Mail alerted me from the background that it couldn’t check an account and I was about to just dismiss the error, thinking a server went offline for a little or something, when I read it was a certificate error with Gmail. Well, that happens, so I checked the certificate.

It was for Yahoo.

I have an AT&T DSL line, so all my services are done via Yahoo, so I immediately got a little concerned that there was some lower-level crap going on. I hit Terminal:

$ host pop.gmail.com
pop.gmail.com is an alias for gmail-pop.l.google.com.
gmail-pop.l.google.com has address 64.233.167.111
gmail-pop.l.google.com has address 64.233.167.109

Well, that appears ok. Both forward and reverse lookups show those as being Google’s (even using another DNS server). So then I checked the connection itself. That’s where it got messed up.

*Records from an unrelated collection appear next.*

//! Abstraction over an external container CLI (`docker`, `podman`, ...).

use async_trait::async_trait;
use tokio::process::Command;

use crate::types::VolumeMount;
use crate::{ContainerError, Result};

#[async_trait]
pub trait ContainerRuntime: Send + Sync {
    fn binary(&self) -> &str;

    /// CLI flags (e.g. `-v host:container[:ro]`) for one mount.
    fn mount_flags(&self, mount: &VolumeMount) -> Vec<String>;

    /// Program + args that stop a running container by name.
    fn stop_command(&self, container_name: &str) -> (String, Vec<String>);

    /// Probe the runtime CLI, auto-starting it if the backend supports that and
    /// it isn't already up. Fatal (`ConfigurationError`-equivalent) if it never
    /// becomes reachable.
    async fn ensure_running(&self) -> Result<()>;

    /// Enumerate and stop containers whose name starts with `name_prefix`. Must
    /// degrade gracefully (return an empty list, not an error) when the runtime CLI
    /// itself is unavailable.
    async fn cleanup_orphans(&self, name_prefix: &str) -> Result<Vec<String>>;

    async fn is_running(&self, container_name: &str) -> bool;
}

/// `docker`/`podman`-shaped CLI runtime. Both share the same subcommand surface
/// (`ps`, `stop`, `run -v ...`), so one implementation covers either via
/// `Config::container_binary`.
#[derive(Clone, Debug)]
pub struct CliContainerRuntime {
    binary: String,
}

impl CliContainerRuntime {
    pub fn new(binary: impl Into<String>) -> Self {
        Self {
            binary: binary.into(),
        }
    }

    async fn run_capture(&self, args: &[&str]) -> std::io::Result<(bool, String)> {
        let output = Command::new(&self.binary).args(args).output().await?;
        let stdout = String::from_utf8_lossy(&output.stdout).into_owned();
        Ok((output.status.success(), stdout))
    }
}

#[async_trait]
impl ContainerRuntime for CliContainerRuntime {
    fn binary(&self) -> &str {
        &self.binary
    }

    fn mount_flags(&self, mount: &VolumeMount) -> Vec<String> {
        let mode = if mount.read_only { ":ro" } else { "" };
        vec![
            "-v".to_string(),
            format!(
                "{}:{}{}",
                mount.host_path.display(),
                mount.container_path.display(),
                mode
            ),
        ]
    }

    fn stop_command(&self, container_name: &str) -> (String, Vec<String>) {
        (
            self.binary.clone(),
            vec!["stop".to_string(), container_name.to_string()],
        )
    }

    async fn ensure_running(&self) -> Result<()> {
        match self.run_capture(&["info"]).await {
            Ok((true, _)) => Ok(()),
            Ok((false, _)) => Err(ContainerError::RuntimeUnavailable(format!(
                "`{} info` failed; is the container daemon running?",
                self.binary
            ))),
            Err(e) => Err(ContainerError::RuntimeUnavailable(format!(
                "`{}` binary not found: {e}",
                self.binary
            ))),
        }
    }

    async fn cleanup_orphans(&self, name_prefix: &str) -> Result<Vec<String>> {
        let Ok((true, stdout)) = self
            .run_capture(&["ps", "--format", "{{.Names}}"])
            .await
        else {
            // Runtime CLI unreachable: nothing to clean up, not a hard error.
            return Ok(Vec::new());
        };

        let orphans: Vec<String> = stdout
            .lines()
            .map(str::trim)
            .filter(|n| n.starts_with(name_prefix))
            .map(str::to_string)
            .collect();

        let mut stopped = Vec::new();
        for name in &orphans {
            let (bin, args) = self.stop_command(name);
            let args: Vec<&str> = args.iter().map(String::as_str).collect();
            if Command::new(&bin).args(&args).output().await.is_ok() {
                stopped.push(name.clone());
            }
        }
        Ok(stopped)
    }

    async fn is_running(&self, container_name: &str) -> bool {
        matches!(
            self.run_capture(&["inspect", "-f", "{{.State.Running}}", container_name])
                .await,
            Ok((true, out)) if out.trim() == "true"
        )
    }
}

$ openssl s_client -host pop.gmail.com -port 995
CONNECTED(00000003)
depth=0 /C=US/ST=California/L=Santa Clara/O=Yahoo! Inc./OU=Yahoo/CN=pop.att.yahoo.com
verify error:num=20:unable to get local issuer certificate
verify return:1
depth=0 /C=US/ST=California/L=Santa Clara/O=Yahoo! Inc./OU=Yahoo/CN=pop.att.yahoo.com
verify error:num=27:certificate not trusted
verify return:1
depth=0 /C=US/ST=California/L=Santa Clara/O=Yahoo! Inc./OU=Yahoo/CN=pop.att.yahoo.com
verify error:num=21:unable to verify the first certificate
verify return:1
...
+OK hello from popgate on pop105.sbc.mail.mud.yahoo.com 2.38.1

Connecting to Gmail’s POP port redirects me to Yahoo!‘s mail server.

I’m sorry, but what is going on here? It has resolved itself since then, but the mere fact that this happened at all is rather worrisome. Why are they messing with redirecting my mail requests somewhere else?